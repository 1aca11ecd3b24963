use crate::util::{PNG_DATA, read_path, temp_path};

use coverart::cover::{CoverFile, ReadStatus};
use coverart::error::ErrorKind;
use coverart::file::{ContainerFamily, FileType};
use coverart::picture::Picture;

fn wav() -> Vec<u8> {
	let mut content = b"RIFF".to_vec();
	content.extend(28_u32.to_le_bytes());
	content.extend(b"WAVE");
	content.extend(b"data");
	content.extend(16_u32.to_le_bytes());
	content.extend([0; 16]);
	content
}

#[test_log::test]
fn recognized_but_unsupported() {
	let temp = temp_path(&wav(), "wav");

	let file = CoverFile::open(temp.path()).unwrap();
	assert_eq!(file.family(), ContainerFamily::Unsupported);
	assert_eq!(file.media().file_type(), Some(FileType::Wav));

	let lookup = file.read_cover();
	assert_eq!(lookup.status(), ReadStatus::UnsupportedFile);
	assert!(lookup.picture().is_none());
}

#[test_log::test]
fn unknown_content() {
	let content = b"This is not a media file, just some text.".to_vec();
	let temp = temp_path(&content, "bin");

	let file = CoverFile::open(temp.path()).unwrap();
	assert_eq!(file.family(), ContainerFamily::Unsupported);
	assert_eq!(file.media().file_type(), None);
	assert_eq!(file.read_cover().status(), ReadStatus::UnsupportedFile);
}

#[test_log::test]
fn write_is_rejected() {
	let temp = temp_path(&wav(), "wav");

	let mut file = CoverFile::open(temp.path()).unwrap();
	let err = file
		.write_cover(Picture::new(PNG_DATA.to_vec(), "image/png"))
		.unwrap_err();
	assert!(matches!(err.kind(), ErrorKind::UnsupportedFile));

	assert_eq!(read_path(temp.path()), wav());
	assert_eq!(file.read_cover().status(), ReadStatus::UnsupportedFile);
}
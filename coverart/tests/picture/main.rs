#![allow(missing_docs)]

mod mime;
mod rollback;
mod selection;
#[path = "../util/mod.rs"]
pub(crate) mod util;
use super::MpegFile;
use super::header::search_for_frame_sync;
use crate::config::ParseOptions;
use crate::error::Result;
use crate::id3::v2::read::parse_id3v2;
use crate::id3::{ID3FindResults, find_id3v2};
use crate::macros::decode_err;

use std::io::{Read, Seek};

pub(super) fn read_from<R>(reader: &mut R, parse_options: ParseOptions) -> Result<MpegFile>
where
	R: Read + Seek,
{
	let mut file = MpegFile::default();

	if let ID3FindResults(Some(header), Some(content)) = find_id3v2(reader, true)? {
		file.id3v2_tag = Some(parse_id3v2(
			&content,
			header,
			parse_options.parsing_mode,
		)?);
	}

	// Tags might be followed by junk bytes before the first MPEG frame begins
	let search_window = parse_options.max_junk_bytes as u64 + 2;
	let Some(offset) = search_for_frame_sync(&mut reader.take(search_window))? else {
		decode_err!(@BAIL Mpeg, "File contains an invalid frame");
	};

	log::debug!("MPEG: First frame found after {offset} bytes of junk");

	Ok(file)
}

※

#### [DIRECTIONS FOR THIS TASK]
Give back the entire listing with every word intact.

#### [ANSWER BOX]
repository 1aca11ecd3b24963
use crate::util::{PNG_DATA, read_path, temp_path};

use coverart::cover::{CoverFile, ReadStatus};
use coverart::error::ErrorKind;
use coverart::file::{ContainerFamily, FileType};
use coverart::picture::Picture;

fn wav() -> Vec<u8> {
	let mut content = b"RIFF".to_vec();
	content.extend(28_u32.to_le_bytes());
	content.extend(b"WAVE");
	content.extend(b"data");
	content.extend(16_u32.to_le_bytes());
	content.extend([0; 16]);
	content
}

#[test_log::test]
fn recognized_but_unsupported() {
	let temp = temp_path(&wav(), "wav");

	let file = CoverFile::open(temp.path()).unwrap();
	assert_eq!(file.family(), ContainerFamily::Unsupported);
	assert_eq!(file.media().file_type(), Some(FileType::Wav));

	let lookup = file.read_cover();
	assert_eq!(lookup.status(), ReadStatus::UnsupportedFile);
	assert!(lookup.picture().is_none());
}

#[test_log::test]
fn unknown_content() {
	let content = b"This is not a media file, just some text.".to_vec();
	let temp = temp_path(&content, "bin");

	let file = CoverFile::open(temp.path()).unwrap();
	assert_eq!(file.family(), ContainerFamily::Unsupported);
	assert_eq!(file.media().file_type(), None);
	assert_eq!(file.read_cover().status(), ReadStatus::UnsupportedFile);
}

#[test_log::test]
fn write_is_rejected() {
	let temp = temp_path(&wav(), "wav");

	let mut file = CoverFile::open(temp.path()).unwrap();
	let err = file
		.write_cover(Picture::new(PNG_DATA.to_vec(), "image/png"))
		.unwrap_err();
	assert!(matches!(err.kind(), ErrorKind::UnsupportedFile));

	assert_eq!(read_path(temp.path()), wav());
	assert_eq!(file.read_cover().status(), ReadStatus::UnsupportedFile);
}
filename coverart/tests/picture/main.rs
#![allow(missing_docs)]

mod mime;
mod rollback;
mod selection;
#[path = "../util/mod.rs"]
pub(crate) mod util;
use super::MpegFile;
use super::header::search_for_frame_sync;
use crate::config::ParseOptions;
use crate::error::Result;
use crate::id3::v2::read::parse_id3v2;
use crate::id3::{ID3FindResults, find_id3v2};
use crate::macros::decode_err;

use std::io::{Read, Seek};

pub(super) fn read_from<R>(reader: &mut R, parse_options: ParseOptions) -> Result<MpegFile>
where
	R: Read + Seek,
{
	let mut file = MpegFile::default();

	if let ID3FindResults(Some(header), Some(content)) = find_id3v2(reader, true)? {
		file.id3v2_tag = Some(parse_id3v2(
			&content,
			header,
			parse_options.parsing_mode,
		)?);
	}

	// Tags might be followed by junk bytes before the first MPEG frame begins
	let search_window = parse_options.max_junk_bytes as u64 + 2;
	let Some(offset) = search_for_frame_sync(&mut reader.take(search_window))? else {
		decode_err!(@BAIL Mpeg, "File contains an invalid frame");
	};

	log::debug!("MPEG: First frame found after {offset} bytes of junk");

	Ok(file)
}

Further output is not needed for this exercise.